As the big orange ball rose in the east earlier this morning, above the forest edge, and just beyond the shallow horizon outside my window, I was reminded of a most beautiful idea: ‘that darkness does not get the last word; that night does not have the final say.’
In that spirit, I wrote a prayer. I enjoy writing out my meditations perhaps as much for me as for anyone who might encounter them.
It’s a sabbath prayer.
According to Walter Brueggeman, the understanding of Sabbath which emerges from the Exodus narrative is that “wherever YHWH governs as an alternative to Pharaoh, the restfulness of YHWH effectively counters the restless anxiety of Pharaoh.”
Restless anxiety.
We are surrounded by restless anxiety at this moment in history.

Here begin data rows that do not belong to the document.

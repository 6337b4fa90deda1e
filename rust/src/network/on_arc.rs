//! Activity-on-arc encoding.

use rustc_hash::FxHashSet;

use crate::interner::TaskId;

use super::{ArcLabel, Encoded, NodeId, NodeLabel, PrecedenceGraph, TaskAnchor};

/// Event and dummy counters for one encode call.
#[derive(Default)]
struct Allocator {
    next_event: u32,
    next_dummy: u32,
}

impl Allocator {
    fn event(&mut self, graph: &mut PrecedenceGraph) -> NodeId {
        let node = graph.add_node(NodeLabel::Event(self.next_event), 0.0);
        self.next_event += 1;
        node
    }

    fn dummy(&mut self) -> ArcLabel {
        let label = ArcLabel::Dummy(self.next_dummy);
        self.next_dummy += 1;
        label
    }
}

/// Each task becomes one arc between two events.
///
/// A task without predecessors starts at START, otherwise at a fresh event;
/// a task without successors ends at END, otherwise at a fresh event.
/// Dependencies are then wired with zero-weight dummy arcs from the
/// predecessor's end event to the task's start event, at most one per
/// ordered event pair.
pub(super) fn encode(
    durations: &[f64],
    predecessors: &[Vec<TaskId>],
    successors: &[Vec<TaskId>],
) -> Encoded {
    let mut graph = PrecedenceGraph::with_capacity(2 * durations.len() + 2);
    let start = graph.add_node(NodeLabel::Start, 0.0);
    let end = graph.add_node(NodeLabel::End, 0.0);
    let mut alloc = Allocator::default();

    let mut tails: Vec<NodeId> = Vec::with_capacity(durations.len());
    let mut heads: Vec<NodeId> = Vec::with_capacity(durations.len());
    for task in 0..durations.len() {
        let tail = if predecessors[task].is_empty() {
            start
        } else {
            alloc.event(&mut graph)
        };
        let head = if successors[task].is_empty() {
            end
        } else {
            alloc.event(&mut graph)
        };
        tails.push(tail);
        heads.push(head);
    }

    for (task, &duration) in durations.iter().enumerate() {
        graph.add_arc(
            tails[task],
            heads[task],
            ArcLabel::Task(task as TaskId),
            duration,
        );
    }

    let mut linked: FxHashSet<(NodeId, NodeId)> = FxHashSet::default();
    for (task, preds) in predecessors.iter().enumerate() {
        let tail = tails[task];
        for &pred in preds {
            let pred_head = heads[pred as usize];
            if pred_head != tail && linked.insert((pred_head, tail)) {
                let label = alloc.dummy();
                graph.add_arc(pred_head, tail, label, 0.0);
            }
        }
    }

    let anchors = tails
        .into_iter()
        .zip(heads)
        .map(|(tail, head)| TaskAnchor::Arc { tail, head })
        .collect();

    Encoded {
        graph,
        anchors,
        terminals: Some((start, end)),
        dummy_count: alloc.next_dummy,
    }
}

#[cfg(test)]
mod tests {
    use super::*;

    #[test]
    fn test_independent_tasks_share_terminals() {
        let encoded = encode(&[2.0, 3.0], &[vec![], vec![]], &[vec![], vec![]]);
        let (start, end) = encoded.terminals.unwrap();
        assert_eq!(encoded.graph.node_count(), 2);
        assert_eq!(
            encoded.anchors,
            vec![
                TaskAnchor::Arc { tail: start, head: end },
                TaskAnchor::Arc { tail: start, head: end },
            ]
        );
        // Parallel arcs are kept, one per task.
        assert_eq!(encoded.graph.successors(start).len(), 2);
        assert_eq!(encoded.dummy_count, 0);
    }

    #[test]
    fn test_chain_uses_one_dummy_per_link() {
        // a -> b -> c
        let preds = vec![vec![], vec![0], vec![1]];
        let succs = vec![vec![1], vec![2], vec![]];
        let encoded = encode(&[1.0, 2.0, 3.0], &preds, &succs);

        // START, END, a.end, b.start, b.end, c.start
        assert_eq!(encoded.graph.node_count(), 6);
        assert_eq!(encoded.dummy_count, 2);
        let dummies: Vec<(NodeId, NodeId)> = encoded
            .graph
            .arcs()
            .filter(|(_, arc)| matches!(arc.label, ArcLabel::Dummy(_)))
            .map(|(from, arc)| (from, arc.to))
            .collect();
        assert_eq!(dummies, vec![(2, 3), (4, 5)]);
    }

    #[test]
    fn test_repeated_dependency_adds_one_dummy() {
        // b lists a twice.
        let encoded = encode(&[1.0, 1.0], &[vec![], vec![0, 0]], &[vec![1, 1], vec![]]);
        assert_eq!(encoded.dummy_count, 1);

        let (start, end) = encoded.terminals.unwrap();
        assert_eq!(
            encoded.anchors,
            vec![
                TaskAnchor::Arc { tail: start, head: 2 },
                TaskAnchor::Arc { tail: 3, head: end },
            ]
        );
        let links = encoded
            .graph
            .arcs()
            .filter(|&(from, arc)| (from, arc.to) == (2, 3))
            .count();
        assert_eq!(links, 1);
    }

    #[test]
    fn test_event_numbering_restarts_per_call() {
        let preds = vec![vec![], vec![0]];
        let succs = vec![vec![1], vec![]];
        let first = encode(&[1.0, 1.0], &preds, &succs);
        let second = encode(&[1.0, 1.0], &preds, &succs);
        assert_eq!(first.graph.label(2), NodeLabel::Event(0));
        assert_eq!(second.graph.label(2), NodeLabel::Event(0));
    }
}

Surely, if our hearts and consciences and spirits are home to the image of God writ large on us, AND, our confession that Christ is Lord, then it isn’t a stretch to suggest that YHWH is governing us, as opposed to the alternative governance of any spirit of the day. (For the ancients this was Pharaoh and his demands for more. More production from his forced labourers for the benefit of some, but not all. Then more consumption of the very same goods which in turn drives the need for more production.).
Does any of that sound remotely familiar?
Sabbath perhaps then, is as much a resistance of ‘something’ as it is anything else.
Brueggeman again states that Sabbath is “a visible insistence that our lives are not defined by the production and consumption of commodity goods.” If Pharaoh demands production and consumption, then YHWH offers us rest from that very thing. Perhaps he offers us this rest in and through the intentionality of asserting Sabbath as a way of saying NO to a culture that demands allegiance to its productivity and consumption in the NOW. Saying NO to a culture whose ideas repeatedly demand a pound of flesh yet offer (relatively) precious little restoration.
Brueggeman continues, “it is unfortunate that in society, largely out of a misunderstood Puritan heritage, Sabbath has gotten enmeshed in the legalism and moralism of life-denying practices that contradict the freedom bestowing intention of Sabbath.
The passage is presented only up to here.